[Opening Data for the task section]
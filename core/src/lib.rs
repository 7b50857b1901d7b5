//! Paragraph-level TF-IDF search over a corpus of research papers.
//!
//! Offline, [`pipeline::rebuild_index`] extracts paragraphs from PDF and text
//! documents, preprocesses them, builds a vocabulary and an L2-normalized
//! weight matrix, and publishes the result as a new index generation.
//! Online, [`search::search`] ranks the paragraphs of one loaded
//! [`IndexHandle`] by cosine similarity and annotates each hit with a
//! highlighted extractive summary.

pub mod cache;
pub mod config;
pub mod error;
pub mod extract;
pub mod handle;
pub mod highlight;
pub mod index;
pub mod persist;
pub mod pipeline;
pub mod preprocess;
pub mod search;
pub mod summarize;

pub use cache::IndexCache;
pub use config::{ExtractConfig, IndexConfig};
pub use error::{Error, Result};
pub use extract::{SkippedDocument, SourceDocument};
pub use handle::IndexHandle;
pub use highlight::Markup;
pub use index::{Paragraph, ParagraphId, PreprocessedParagraph, TermId, Vocabulary, WeightMatrix};
pub use persist::{IndexStore, MetaFile};
pub use pipeline::{rebuild_from_documents, rebuild_index, ReindexReport};
pub use preprocess::{preprocess, Language};
pub use search::{search, search_with, SearchOptions, SearchResult};
use crate::preprocess::{fold, tokens, Language};
use lazy_static::lazy_static;
use regex::Regex;
use serde::{Deserialize, Serialize};
use std::collections::HashSet;

/// Query tokens shorter than this are not highlighted.
pub const MIN_HIGHLIGHT_CHARS: usize = 3;

#[derive(Debug, Clone, PartialEq, Eq, Serialize, Deserialize)]
pub struct Markup {
    pub open: String,
    pub close: String,
}

impl Markup {
    pub fn new(open: impl Into<String>, close: impl Into<String>) -> Self {
        Self { open: open.into(), close: close.into() }
    }
}

impl Default for Markup {
    fn default() -> Self {
        Self::new("<em>", "</em>")
    }
}

lazy_static! {
    // A word together with any punctuation joined inside it, e.g. `COVID-19`
    // or `don't`. Folding such a run yields exactly one token.
    static ref WORD_RUN: Regex =
        Regex::new(r"[\p{L}\p{M}\p{N}]+(?:[\p{P}\p{S}]+[\p{L}\p{M}\p{N}]+)*").expect("valid regex");
}

/// Wraps whole-word occurrences of the query's tokens in `markup`. A word in
/// `text` matches when it folds (NFKC, lowercase, punctuation removed) to a
/// query token, so `ﬁbrosis` matches `fibrosis` and `COVID-19` matches
/// `covid19`. Text already inside a markup span is left alone, so applying the
/// same highlight twice changes nothing. Returns `text` unchanged when there
/// is nothing to mark.
pub fn highlight(text: &str, query: &str, language: Language, markup: &Markup) -> String {
    let terms = query_terms(query, language);
    if terms.is_empty() || markup.open.is_empty() {
        return text.to_string();
    }
    highlight_outside_markup(text, &terms, markup)
}

fn query_terms(query: &str, language: Language) -> HashSet<String> {
    tokens(query, language)
        .into_iter()
        .filter(|t| t.chars().count() >= MIN_HIGHLIGHT_CHARS)
        .collect()
}

fn highlight_outside_markup(text: &str, terms: &HashSet<String>, markup: &Markup) -> String {
    let mut out = String::with_capacity(text.len());
    let mut rest = text;
    while let Some(open_at) = rest.find(&markup.open) {
        out.push_str(&wrap(&rest[..open_at], terms, markup));
        let body_at = open_at + markup.open.len();
        let span_end = rest[body_at..]
            .find(&markup.close)
            .map_or(rest.len(), |i| body_at + i + markup.close.len());
        out.push_str(&rest[open_at..span_end]);
        rest = &rest[span_end..];
    }
    out.push_str(&wrap(rest, terms, markup));
    out
}

fn wrap(segment: &str, terms: &HashSet<String>, markup: &Markup) -> String {
    WORD_RUN
        .replace_all(segment, |caps: &regex::Captures| {
            let word = &caps[0];
            if terms.contains(&fold(word)) {
                format!("{}{}{}", markup.open, word, markup.close)
            } else {
                word.to_string()
            }
        })
        .into_owned()
}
[Closing Data for the task section]
Exercise details:
Wherever the word "Serialize" turns up in the records above, copy the line that holds it.

Output below:
use serde::{Deserialize, Serialize};
#[derive(Debug, Clone, PartialEq, Eq, Serialize, Deserialize)]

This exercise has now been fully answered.